DATA section start
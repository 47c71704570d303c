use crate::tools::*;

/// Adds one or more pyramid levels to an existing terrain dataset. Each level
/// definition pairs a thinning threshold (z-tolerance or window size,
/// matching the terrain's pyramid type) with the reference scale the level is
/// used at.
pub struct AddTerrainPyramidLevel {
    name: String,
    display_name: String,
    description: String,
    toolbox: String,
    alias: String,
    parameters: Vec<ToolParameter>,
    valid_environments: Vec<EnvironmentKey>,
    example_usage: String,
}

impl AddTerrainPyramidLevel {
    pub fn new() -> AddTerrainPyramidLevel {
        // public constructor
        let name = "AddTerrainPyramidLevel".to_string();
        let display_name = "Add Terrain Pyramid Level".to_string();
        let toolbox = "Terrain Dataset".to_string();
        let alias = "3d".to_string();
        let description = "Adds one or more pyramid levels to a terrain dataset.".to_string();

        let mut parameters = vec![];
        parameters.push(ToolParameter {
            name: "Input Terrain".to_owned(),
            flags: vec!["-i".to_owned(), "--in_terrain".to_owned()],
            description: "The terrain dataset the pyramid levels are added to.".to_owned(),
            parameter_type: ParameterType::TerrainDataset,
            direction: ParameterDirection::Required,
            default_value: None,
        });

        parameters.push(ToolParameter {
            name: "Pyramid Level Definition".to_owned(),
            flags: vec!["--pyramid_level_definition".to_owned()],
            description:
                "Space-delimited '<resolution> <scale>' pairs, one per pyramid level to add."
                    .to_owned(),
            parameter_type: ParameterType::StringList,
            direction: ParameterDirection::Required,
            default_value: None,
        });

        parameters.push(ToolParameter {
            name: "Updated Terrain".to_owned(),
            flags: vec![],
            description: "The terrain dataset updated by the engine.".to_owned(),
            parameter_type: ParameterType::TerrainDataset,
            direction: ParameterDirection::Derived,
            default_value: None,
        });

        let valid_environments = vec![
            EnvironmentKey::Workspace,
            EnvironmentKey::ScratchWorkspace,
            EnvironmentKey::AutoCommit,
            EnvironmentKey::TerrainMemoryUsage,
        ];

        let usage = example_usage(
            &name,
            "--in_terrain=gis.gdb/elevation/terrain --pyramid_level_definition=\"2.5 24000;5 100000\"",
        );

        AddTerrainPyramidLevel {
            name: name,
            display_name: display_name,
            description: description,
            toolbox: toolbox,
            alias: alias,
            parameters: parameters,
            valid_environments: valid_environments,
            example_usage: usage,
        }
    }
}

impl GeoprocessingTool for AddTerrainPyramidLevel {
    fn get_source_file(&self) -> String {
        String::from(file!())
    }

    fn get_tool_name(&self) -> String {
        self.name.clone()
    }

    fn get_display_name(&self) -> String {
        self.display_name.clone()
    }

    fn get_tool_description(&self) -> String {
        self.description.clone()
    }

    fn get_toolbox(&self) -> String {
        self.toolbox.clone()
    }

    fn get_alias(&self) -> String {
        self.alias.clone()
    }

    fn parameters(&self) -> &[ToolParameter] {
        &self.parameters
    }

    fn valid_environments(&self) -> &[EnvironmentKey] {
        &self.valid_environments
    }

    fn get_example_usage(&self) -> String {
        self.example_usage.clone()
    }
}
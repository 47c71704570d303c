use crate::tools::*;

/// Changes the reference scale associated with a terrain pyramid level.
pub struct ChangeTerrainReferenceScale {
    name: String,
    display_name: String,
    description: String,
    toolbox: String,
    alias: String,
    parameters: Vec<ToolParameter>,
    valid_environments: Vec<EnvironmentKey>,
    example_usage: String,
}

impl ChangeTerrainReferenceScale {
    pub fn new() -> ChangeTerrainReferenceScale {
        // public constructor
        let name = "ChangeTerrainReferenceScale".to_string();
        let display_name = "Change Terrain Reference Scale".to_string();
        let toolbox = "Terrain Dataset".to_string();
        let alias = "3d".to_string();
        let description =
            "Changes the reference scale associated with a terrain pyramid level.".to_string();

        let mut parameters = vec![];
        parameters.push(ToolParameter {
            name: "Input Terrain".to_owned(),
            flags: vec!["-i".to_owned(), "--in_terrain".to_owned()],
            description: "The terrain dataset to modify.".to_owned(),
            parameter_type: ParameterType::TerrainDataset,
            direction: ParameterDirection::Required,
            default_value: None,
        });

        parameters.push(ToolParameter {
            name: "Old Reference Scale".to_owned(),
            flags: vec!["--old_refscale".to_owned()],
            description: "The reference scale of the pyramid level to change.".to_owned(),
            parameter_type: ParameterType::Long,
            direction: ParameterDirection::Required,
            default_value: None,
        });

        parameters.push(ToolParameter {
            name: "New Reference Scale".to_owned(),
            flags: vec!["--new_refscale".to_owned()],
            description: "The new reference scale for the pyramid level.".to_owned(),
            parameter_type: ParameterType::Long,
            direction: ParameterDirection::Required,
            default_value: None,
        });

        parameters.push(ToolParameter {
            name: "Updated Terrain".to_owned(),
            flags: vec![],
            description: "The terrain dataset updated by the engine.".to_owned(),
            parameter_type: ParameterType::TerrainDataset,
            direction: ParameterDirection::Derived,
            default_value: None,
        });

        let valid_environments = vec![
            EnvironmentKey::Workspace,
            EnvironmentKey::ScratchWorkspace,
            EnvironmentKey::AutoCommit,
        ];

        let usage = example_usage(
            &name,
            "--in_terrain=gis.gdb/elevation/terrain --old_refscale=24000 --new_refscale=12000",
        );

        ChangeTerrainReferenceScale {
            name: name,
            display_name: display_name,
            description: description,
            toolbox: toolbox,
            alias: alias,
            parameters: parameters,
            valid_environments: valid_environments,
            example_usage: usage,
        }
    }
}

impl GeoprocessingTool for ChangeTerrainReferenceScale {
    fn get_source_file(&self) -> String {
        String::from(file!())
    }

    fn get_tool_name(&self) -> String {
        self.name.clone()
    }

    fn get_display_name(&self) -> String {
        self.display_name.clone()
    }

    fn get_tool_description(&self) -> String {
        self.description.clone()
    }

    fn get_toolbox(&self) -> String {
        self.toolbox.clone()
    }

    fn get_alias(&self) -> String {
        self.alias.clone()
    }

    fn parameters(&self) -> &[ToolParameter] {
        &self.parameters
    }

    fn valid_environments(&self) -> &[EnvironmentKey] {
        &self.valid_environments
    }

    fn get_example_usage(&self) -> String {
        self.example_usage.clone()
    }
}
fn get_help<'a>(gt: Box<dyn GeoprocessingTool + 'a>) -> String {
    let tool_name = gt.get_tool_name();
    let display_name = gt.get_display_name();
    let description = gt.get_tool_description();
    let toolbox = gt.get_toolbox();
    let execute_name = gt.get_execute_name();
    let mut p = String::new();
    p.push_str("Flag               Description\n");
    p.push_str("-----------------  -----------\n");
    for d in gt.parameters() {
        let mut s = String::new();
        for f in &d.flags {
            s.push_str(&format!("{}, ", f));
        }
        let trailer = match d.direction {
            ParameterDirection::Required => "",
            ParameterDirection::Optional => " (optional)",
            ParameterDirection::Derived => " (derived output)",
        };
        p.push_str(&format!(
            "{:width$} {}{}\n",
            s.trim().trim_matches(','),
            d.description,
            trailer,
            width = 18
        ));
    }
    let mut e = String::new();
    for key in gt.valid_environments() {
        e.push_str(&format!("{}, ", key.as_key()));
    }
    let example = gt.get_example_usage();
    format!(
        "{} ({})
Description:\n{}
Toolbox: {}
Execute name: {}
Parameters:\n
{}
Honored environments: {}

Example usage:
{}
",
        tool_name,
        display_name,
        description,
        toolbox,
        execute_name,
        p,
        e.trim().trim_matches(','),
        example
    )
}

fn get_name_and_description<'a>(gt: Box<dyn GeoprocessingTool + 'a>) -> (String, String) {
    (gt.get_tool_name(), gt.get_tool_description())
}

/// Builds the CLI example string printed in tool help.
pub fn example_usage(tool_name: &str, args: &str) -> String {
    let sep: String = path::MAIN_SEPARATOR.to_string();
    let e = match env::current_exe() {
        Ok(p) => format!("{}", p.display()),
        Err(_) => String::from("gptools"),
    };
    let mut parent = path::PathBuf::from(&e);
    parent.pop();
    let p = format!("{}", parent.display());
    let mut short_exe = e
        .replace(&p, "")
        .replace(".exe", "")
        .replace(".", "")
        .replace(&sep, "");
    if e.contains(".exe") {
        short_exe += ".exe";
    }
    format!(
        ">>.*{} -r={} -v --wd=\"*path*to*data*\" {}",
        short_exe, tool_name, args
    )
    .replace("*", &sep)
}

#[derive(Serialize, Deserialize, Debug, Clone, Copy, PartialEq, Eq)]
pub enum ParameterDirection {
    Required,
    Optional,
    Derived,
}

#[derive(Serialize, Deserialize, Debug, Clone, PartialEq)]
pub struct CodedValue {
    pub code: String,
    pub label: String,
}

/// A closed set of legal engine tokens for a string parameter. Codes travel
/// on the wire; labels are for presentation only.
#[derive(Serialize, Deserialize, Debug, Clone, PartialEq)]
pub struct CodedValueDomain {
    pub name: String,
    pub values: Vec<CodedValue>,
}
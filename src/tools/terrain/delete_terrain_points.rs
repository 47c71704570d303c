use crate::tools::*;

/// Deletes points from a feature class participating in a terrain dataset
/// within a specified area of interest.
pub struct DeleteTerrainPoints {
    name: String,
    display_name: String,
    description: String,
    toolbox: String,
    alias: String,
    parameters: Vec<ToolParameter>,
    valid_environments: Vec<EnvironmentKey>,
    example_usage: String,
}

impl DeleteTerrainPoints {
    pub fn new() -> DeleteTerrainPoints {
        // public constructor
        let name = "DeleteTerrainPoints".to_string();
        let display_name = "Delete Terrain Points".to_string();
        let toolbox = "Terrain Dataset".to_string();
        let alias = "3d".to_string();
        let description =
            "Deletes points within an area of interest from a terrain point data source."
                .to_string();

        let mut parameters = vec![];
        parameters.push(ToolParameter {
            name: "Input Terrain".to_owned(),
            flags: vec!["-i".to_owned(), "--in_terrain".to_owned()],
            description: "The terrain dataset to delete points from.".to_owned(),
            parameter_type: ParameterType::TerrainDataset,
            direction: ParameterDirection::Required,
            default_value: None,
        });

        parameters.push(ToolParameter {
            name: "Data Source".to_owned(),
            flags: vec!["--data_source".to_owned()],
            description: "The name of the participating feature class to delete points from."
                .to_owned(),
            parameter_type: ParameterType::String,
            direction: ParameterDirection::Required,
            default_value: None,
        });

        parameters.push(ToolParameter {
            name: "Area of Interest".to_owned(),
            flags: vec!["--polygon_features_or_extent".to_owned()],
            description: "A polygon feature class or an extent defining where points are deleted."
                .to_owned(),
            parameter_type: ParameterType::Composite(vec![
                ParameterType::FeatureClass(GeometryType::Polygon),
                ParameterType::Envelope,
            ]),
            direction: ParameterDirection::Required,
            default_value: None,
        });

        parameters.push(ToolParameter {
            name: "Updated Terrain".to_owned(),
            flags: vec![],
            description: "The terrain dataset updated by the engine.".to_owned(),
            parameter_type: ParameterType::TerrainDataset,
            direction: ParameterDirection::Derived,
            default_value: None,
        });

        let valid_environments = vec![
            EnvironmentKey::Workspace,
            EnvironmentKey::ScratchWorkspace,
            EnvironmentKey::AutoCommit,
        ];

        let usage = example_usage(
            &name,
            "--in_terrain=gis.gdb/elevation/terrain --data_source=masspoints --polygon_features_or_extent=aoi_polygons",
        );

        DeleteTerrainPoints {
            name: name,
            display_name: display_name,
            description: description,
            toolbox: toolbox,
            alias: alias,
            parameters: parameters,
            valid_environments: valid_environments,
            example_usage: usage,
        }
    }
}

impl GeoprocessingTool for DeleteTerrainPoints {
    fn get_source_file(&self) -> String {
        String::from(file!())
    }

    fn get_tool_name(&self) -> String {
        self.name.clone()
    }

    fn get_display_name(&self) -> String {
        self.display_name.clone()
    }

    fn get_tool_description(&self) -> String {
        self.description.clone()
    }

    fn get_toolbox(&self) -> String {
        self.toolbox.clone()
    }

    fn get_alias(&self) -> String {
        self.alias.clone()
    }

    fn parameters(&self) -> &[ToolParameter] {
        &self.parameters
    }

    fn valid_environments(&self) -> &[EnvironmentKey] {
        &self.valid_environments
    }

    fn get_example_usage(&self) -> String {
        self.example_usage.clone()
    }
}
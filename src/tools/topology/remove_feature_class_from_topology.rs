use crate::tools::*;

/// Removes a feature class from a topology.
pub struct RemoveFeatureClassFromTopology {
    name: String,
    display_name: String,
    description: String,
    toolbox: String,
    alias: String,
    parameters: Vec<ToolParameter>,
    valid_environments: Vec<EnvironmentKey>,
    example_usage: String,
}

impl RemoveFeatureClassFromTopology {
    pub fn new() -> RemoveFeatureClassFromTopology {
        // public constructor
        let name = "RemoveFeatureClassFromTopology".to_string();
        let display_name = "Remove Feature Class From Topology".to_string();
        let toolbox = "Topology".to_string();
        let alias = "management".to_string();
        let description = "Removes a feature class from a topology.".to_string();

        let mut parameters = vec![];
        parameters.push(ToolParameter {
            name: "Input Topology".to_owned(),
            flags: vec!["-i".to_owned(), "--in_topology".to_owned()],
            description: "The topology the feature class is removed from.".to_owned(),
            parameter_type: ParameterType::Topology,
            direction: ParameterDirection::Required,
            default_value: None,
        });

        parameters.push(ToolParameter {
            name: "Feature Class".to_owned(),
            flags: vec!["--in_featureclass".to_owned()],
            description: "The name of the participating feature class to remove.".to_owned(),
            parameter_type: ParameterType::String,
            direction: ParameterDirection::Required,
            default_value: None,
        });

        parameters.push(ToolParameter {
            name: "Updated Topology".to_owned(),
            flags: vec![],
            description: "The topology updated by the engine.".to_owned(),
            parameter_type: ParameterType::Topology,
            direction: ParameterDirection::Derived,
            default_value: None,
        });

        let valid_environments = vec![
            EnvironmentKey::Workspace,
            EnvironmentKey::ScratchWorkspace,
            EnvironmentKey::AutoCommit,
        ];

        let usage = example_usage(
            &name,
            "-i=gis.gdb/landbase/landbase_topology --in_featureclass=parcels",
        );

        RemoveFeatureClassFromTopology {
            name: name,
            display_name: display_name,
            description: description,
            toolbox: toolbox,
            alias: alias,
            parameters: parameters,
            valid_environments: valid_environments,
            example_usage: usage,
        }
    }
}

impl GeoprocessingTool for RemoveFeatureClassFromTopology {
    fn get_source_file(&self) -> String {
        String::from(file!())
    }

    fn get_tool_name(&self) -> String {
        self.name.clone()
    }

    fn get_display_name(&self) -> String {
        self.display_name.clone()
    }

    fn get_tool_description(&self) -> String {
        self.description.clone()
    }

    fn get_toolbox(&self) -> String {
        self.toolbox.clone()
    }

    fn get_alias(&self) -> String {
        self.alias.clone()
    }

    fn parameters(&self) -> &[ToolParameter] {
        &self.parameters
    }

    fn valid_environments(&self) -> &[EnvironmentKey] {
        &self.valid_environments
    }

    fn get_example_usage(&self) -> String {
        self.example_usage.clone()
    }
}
DATA section end
** YOUR TASK **
For each line of the data that includes the word "Optional", return a copy of it.

** RESPONSE TO THIS EXERCISE **
            ParameterDirection::Optional => " (optional)",
    Optional,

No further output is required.